Researchers in the Department of Molecular Biology are investigating a protein thought to be associated with degenerative diseases like cancer and amyotrophic lateral sclerosis — commonly known as Lou Gehrig’s disease. The protein, named “fused in sarcoma,” is unique and noteworthy because during certain processes it loses its specific structure or shape and separates into liquid droplets, or granules, which then aggregate together. The research team’s most recent findings on this protein were published Oct. 15 in the journal Molecular Cell.
These aggregations, called inclusions, are significant because they are thought to disrupt RNA transcription — a process involved in the building of proteins — in certain cells, said Nicolas Fawzi, assistant professor of molecular pharmacology, physiology and biotechnology and one of the authors of the study. The researchers hypothesize that the disruption of RNA transcription in cells like neurons contributes to the onset of diseases like ALS and certain kinds of cancer such as leukemia.
Fawzi joined the University faculty in January 2013, at which point he also began studying the FUS protein. He said he became interested in the protein because of how little was known about its function and role in degenerative diseases.

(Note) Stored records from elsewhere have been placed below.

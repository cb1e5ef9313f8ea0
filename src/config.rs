//! Configuration module for feedwatch.

use serde::Deserialize;
use std::path::Path;

use crate::feed::endpoint::{RetrievalEndpoint, DEFAULT_ENDPOINT};
use crate::feed::types::{DEFAULT_POLL_INTERVAL_MS, MAX_FEED_SIZE};
use crate::{FeedwatchError, Result};

/// Logging configuration.
#[derive(Debug, Clone, Deserialize)]
pub struct LoggingConfig {
    /// Log level (trace, debug, info, warn, error).
    #[serde(default = "default_log_level")]
    pub level: String,
    /// Log file path. Logs go to stderr only when unset.
    #[serde(default)]
    pub file: Option<String>,
}

fn default_log_level() -> String {
    "info".to_string()
}

impl Default for LoggingConfig {
    fn default() -> Self {
        Self {
            level: default_log_level(),
            file: None,
        }
    }
}

/// Locale configuration.
#[derive(Debug, Clone, Deserialize)]
pub struct LocaleConfig {
    /// Language code.
    #[serde(default = "default_language")]
    pub language: String,
    /// Directory containing `<language>.toml` overrides.
    #[serde(default)]
    pub path: Option<String>,
}

fn default_language() -> String {
    "ru".to_string()
}

impl Default for LocaleConfig {
    fn default() -> Self {
        Self {
            language: default_language(),
            path: None,
        }
    }
}

/// Feed retrieval configuration.
#[derive(Debug, Clone, Deserialize)]
pub struct FetchConfig {
    /// Retrieval endpoint wrapping every feed request.
    #[serde(default = "default_endpoint")]
    pub endpoint: String,
    /// Fetch feed URLs directly instead of through the endpoint.
    #[serde(default)]
    pub direct: bool,
    /// Connection timeout in seconds.
    #[serde(default = "default_connect_timeout")]
    pub connect_timeout_secs: u64,
    /// Read timeout in seconds.
    #[serde(default = "default_read_timeout")]
    pub read_timeout_secs: u64,
    /// Total request timeout in seconds.
    #[serde(default = "default_total_timeout")]
    pub total_timeout_secs: u64,
    /// Maximum number of redirects to follow.
    #[serde(default = "default_max_redirects")]
    pub max_redirects: usize,
    /// Maximum response body size in bytes.
    #[serde(default = "default_max_body_bytes")]
    pub max_body_bytes: u64,
    /// User-Agent header sent with every request.
    #[serde(default = "default_user_agent")]
    pub user_agent: String,
}

fn default_endpoint() -> String {
    DEFAULT_ENDPOINT.to_string()
}

fn default_connect_timeout() -> u64 {
    10
}

fn default_read_timeout() -> u64 {
    20
}

fn default_total_timeout() -> u64 {
    30
}

fn default_max_redirects() -> usize {
    5
}

fn default_max_body_bytes() -> u64 {
    MAX_FEED_SIZE
}

fn default_user_agent() -> String {
    format!("feedwatch/{}", env!("CARGO_PKG_VERSION"))
}

impl Default for FetchConfig {
    fn default() -> Self {
        Self {
            endpoint: default_endpoint(),
            direct: false,
            connect_timeout_secs: default_connect_timeout(),
            read_timeout_secs: default_read_timeout(),
            total_timeout_secs: default_total_timeout(),
            max_redirects: default_max_redirects(),
            max_body_bytes: default_max_body_bytes(),
            user_agent: default_user_agent(),
        }
    }
}

impl FetchConfig {
    /// The retrieval endpoint described by this configuration.
    pub fn retrieval_endpoint(&self) -> Result<RetrievalEndpoint> {
        if self.direct {
            return Ok(RetrievalEndpoint::Direct);
        }
        RetrievalEndpoint::proxy(&self.endpoint)
            .map_err(|e| FeedwatchError::Config(format!("fetch.endpoint: {e}")))
    }
}

/// Polling configuration.
#[derive(Debug, Clone, Deserialize)]
pub struct PollConfig {
    /// Delay between two refreshes of the same feed, in milliseconds.
    #[serde(default = "default_interval_ms")]
    pub interval_ms: u64,
}

fn default_interval_ms() -> u64 {
    DEFAULT_POLL_INTERVAL_MS
}

impl Default for PollConfig {
    fn default() -> Self {
        Self {
            interval_ms: default_interval_ms(),
        }
    }
}

/// Feeds subscribed at startup.
#[derive(Debug, Clone, Deserialize, Default)]
pub struct FeedsConfig {
    /// Feed URLs, in subscription order.
    #[serde(default)]
    pub urls: Vec<String>,
}

/// Main configuration structure.
#[derive(Debug, Clone, Deserialize, Default)]
pub struct Config {
    /// Logging configuration.
    #[serde(default)]
    pub logging: LoggingConfig,
    /// Locale configuration.
    #[serde(default)]
    pub locale: LocaleConfig,
    /// Feed retrieval configuration.
    #[serde(default)]
    pub fetch: FetchConfig,
    /// Polling configuration.
    #[serde(default)]
    pub poll: PollConfig,
    /// Startup feeds.
    #[serde(default)]
    pub feeds: FeedsConfig,
}

impl Config {
    /// Load configuration from a TOML file.
    pub fn load<P: AsRef<Path>>(path: P) -> Result<Self> {
        let content = std::fs::read_to_string(path.as_ref()).map_err(FeedwatchError::Io)?;
        Self::parse(&content)
    }

    /// Load configuration from a TOML file and apply environment variable overrides.
    pub fn load_with_env<P: AsRef<Path>>(path: P) -> Result<Self> {
        let mut config = Self::load(path)?;
        config.apply_env_overrides();
        Ok(config)
    }

    /// Parse configuration from a TOML string.
    pub fn parse(s: &str) -> Result<Self> {
        toml::from_str(s).map_err(|e| FeedwatchError::Config(format!("config parse error: {e}")))
    }

    /// Apply environment variable overrides to the configuration.
    ///
    /// Supported environment variables:
    /// - `FEEDWATCH_LOG_LEVEL`: Override the log level
    /// - `FEEDWATCH_LOCALE`: Override the language
    pub fn apply_env_overrides(&mut self) {
        if let Ok(level) = std::env::var("FEEDWATCH_LOG_LEVEL") {
            if !level.is_empty() {
                self.logging.level = level;
            }
        }
        if let Ok(language) = std::env::var("FEEDWATCH_LOCALE") {
            if !language.is_empty() {
                self.locale.language = language;
            }
        }
    }

    /// Validate the configuration.
    ///
    /// Returns an error if:
    /// - the poll interval is zero
    /// - the retrieval endpoint is not an absolute base URL
    pub fn validate(&self) -> Result<()> {
        if self.poll.interval_ms == 0 {
            return Err(FeedwatchError::Config(
                "poll.interval_ms must be greater than zero".to_string(),
            ));
        }
        self.fetch.retrieval_endpoint()?;
        Ok(())
    }
}

#[cfg(test)]
mod tests {
    use super::*;
    use std::io::Write;
    use tempfile::NamedTempFile;

    #[test]
    fn test_default_config() {
        let config = Config::default();

        assert_eq!(config.logging.level, "info");
        assert!(config.logging.file.is_none());

        assert_eq!(config.locale.language, "ru");
        assert!(config.locale.path.is_none());

        assert_eq!(config.fetch.endpoint, "https://allorigins.hexlet.app/get");
        assert!(!config.fetch.direct);
        assert_eq!(config.fetch.connect_timeout_secs, 10);
        assert_eq!(config.fetch.read_timeout_secs, 20);
        assert_eq!(config.fetch.total_timeout_secs, 30);
        assert_eq!(config.fetch.max_redirects, 5);
        assert_eq!(config.fetch.max_body_bytes, 5 * 1024 * 1024);
        assert!(config.fetch.user_agent.starts_with("feedwatch/"));

        assert_eq!(config.poll.interval_ms, 5000);
        assert!(config.feeds.urls.is_empty());
    }

    #[test]
    fn test_parse_full_config() {
        let toml = r#"
[logging]
level = "debug"
file = "logs/feedwatch.log"

[locale]
language = "en"
path = "locales"

[fetch]
endpoint = "https://proxy.example/get"
direct = true
connect_timeout_secs = 3
read_timeout_secs = 4
total_timeout_secs = 5
max_redirects = 2
max_body_bytes = 1024
user_agent = "test-agent"

[poll]
interval_ms = 250

[feeds]
urls = ["https://a.example/rss", "https://b.example/rss"]
"#;

        let config = Config::parse(toml).unwrap();

        assert_eq!(config.logging.level, "debug");
        assert_eq!(config.logging.file.as_deref(), Some("logs/feedwatch.log"));
        assert_eq!(config.locale.language, "en");
        assert_eq!(config.locale.path.as_deref(), Some("locales"));
        assert_eq!(config.fetch.endpoint, "https://proxy.example/get");
        assert!(config.fetch.direct);
        assert_eq!(config.fetch.connect_timeout_secs, 3);
        assert_eq!(config.fetch.read_timeout_secs, 4);
        assert_eq!(config.fetch.total_timeout_secs, 5);
        assert_eq!(config.fetch.max_redirects, 2);
        assert_eq!(config.fetch.max_body_bytes, 1024);
        assert_eq!(config.fetch.user_agent, "test-agent");
        assert_eq!(config.poll.interval_ms, 250);
        assert_eq!(config.feeds.urls.len(), 2);
    }

    #[test]
    fn test_parse_partial_config() {
        let toml = r#"
[poll]
interval_ms = 1000
"#;

        let config = Config::parse(toml).unwrap();

        // Specified values
        assert_eq!(config.poll.interval_ms, 1000);

        // Default values
        assert_eq!(config.logging.level, "info");
        assert_eq!(config.locale.language, "ru");
        assert_eq!(config.fetch.max_redirects, 5);
    }

    #[test]
    fn test_parse_empty_config() {
        let config = Config::parse("").unwrap();
        assert_eq!(config.poll.interval_ms, 5000);
        assert_eq!(config.locale.language, "ru");
    }

    #[test]
    fn test_parse_invalid_config() {
        let result = Config::parse("this is not valid toml [[[");

        if let Err(FeedwatchError::Config(msg)) = result {
            assert!(msg.contains("config parse error"));
        } else {
            panic!("Expected Config error");
        }
    }

    #[test]
    fn test_load_nonexistent_file() {
        let result = Config::load("nonexistent.toml");
        assert!(matches!(result, Err(FeedwatchError::Io(_))));
    }

    #[test]
    fn test_load_from_file() {
        let mut file = NamedTempFile::new().unwrap();
        writeln!(file, "[feeds]\nurls = [\"https://a.example/rss\"]").unwrap();

        let config = Config::load(file.path()).unwrap();
        assert_eq!(config.feeds.urls, vec!["https://a.example/rss".to_string()]);
    }

    #[test]
    fn test_apply_env_overrides() {
        let original_level = std::env::var("FEEDWATCH_LOG_LEVEL").ok();
        let original_locale = std::env::var("FEEDWATCH_LOCALE").ok();

        std::env::set_var("FEEDWATCH_LOG_LEVEL", "trace");
        std::env::set_var("FEEDWATCH_LOCALE", "");

        let mut config = Config::default();
        config.apply_env_overrides();

        assert_eq!(config.logging.level, "trace");
        // Empty values do not override
        assert_eq!(config.locale.language, "ru");

        match original_level {
            Some(val) => std::env::set_var("FEEDWATCH_LOG_LEVEL", val),
            None => std::env::remove_var("FEEDWATCH_LOG_LEVEL"),
        }
        match original_locale {
            Some(val) => std::env::set_var("FEEDWATCH_LOCALE", val),
            None => std::env::remove_var("FEEDWATCH_LOCALE"),
        }
    }

    #[test]
    fn test_validate_default() {
        assert!(Config::default().validate().is_ok());
    }

    #[test]
    fn test_validate_zero_interval() {
        let mut config = Config::default();
        config.poll.interval_ms = 0;
        assert!(matches!(config.validate(), Err(FeedwatchError::Config(_))));
    }

    #[test]
    fn test_validate_bad_endpoint() {
        let mut config = Config::default();
        config.fetch.endpoint = "not a url".to_string();
        assert!(matches!(config.validate(), Err(FeedwatchError::Config(_))));

        // The endpoint is ignored in direct mode
        config.fetch.direct = true;
        assert!(config.validate().is_ok());
    }

    #[test]
    fn test_retrieval_endpoint() {
        let mut config = FetchConfig::default();
        assert!(matches!(
            config.retrieval_endpoint().unwrap(),
            RetrievalEndpoint::Proxy(_)
        ));
        config.direct = true;
        assert!(matches!(
            config.retrieval_endpoint().unwrap(),
            RetrievalEndpoint::Direct
        ));
    }
}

“I think of it as kind of the opposite of HIV or cancer, where we know what the problem is and we just can’t fix it,” Fawzi said. “Here we don’t even know what the problem looks like.”
Advances in knowledge about the protein could one day contribute to new therapies for treating diseases like ALS, Fawzi said. Because the FUS protein serves other functions in the body, such as the regulation of RNA splicing, entirely shutting it off is not an option, Fawzi said. Researchers must instead find a way to deactivate aggregations while still allowing the protein to regulate other cellular functions.
The researchers were not expecting FUS to have the “liquid” structure they discovered either, Fawzi said. “We didn’t expect to find that it had formed these granules — that was surprising.”
Because the protein is still not well understood, alternate hypotheses exist about its nature and function, Fawzi said, adding, “It’s still controversial.”
For example, some hypothesize that the granules formed by the protein aggregates form as a solid, while Fawzi’s lab views it as a liquid structure.
"It's a very interesting paper, and it has a lot of important implications for how processes work in the cell," said Cheng Kao, professor of molecular and cellular biology at Indiana University. "The strength of this paper is that they were able to examine the protein both by itself and then in its aggregate state."
Kao added that studies such as this one are important because they are trying to address questions about cellular functions that scientists have had for over 100 years.
One aspect that made this study notable was the high amount of graduate and undergraduate student research that went into the paper, Fawzi said. “That’s one advantage of Brown for me and why I came here — its really great students, especially undergraduate students,” he said. “They had a big impact on the success of the project.”
Abigail Janke ’16, a co-author of the study, has worked in the Fawzi lab since January and said her experience has been very positive.
“It’s an amazing lab for undergrads,” Janke said. “We all talk about how encouraging it is.”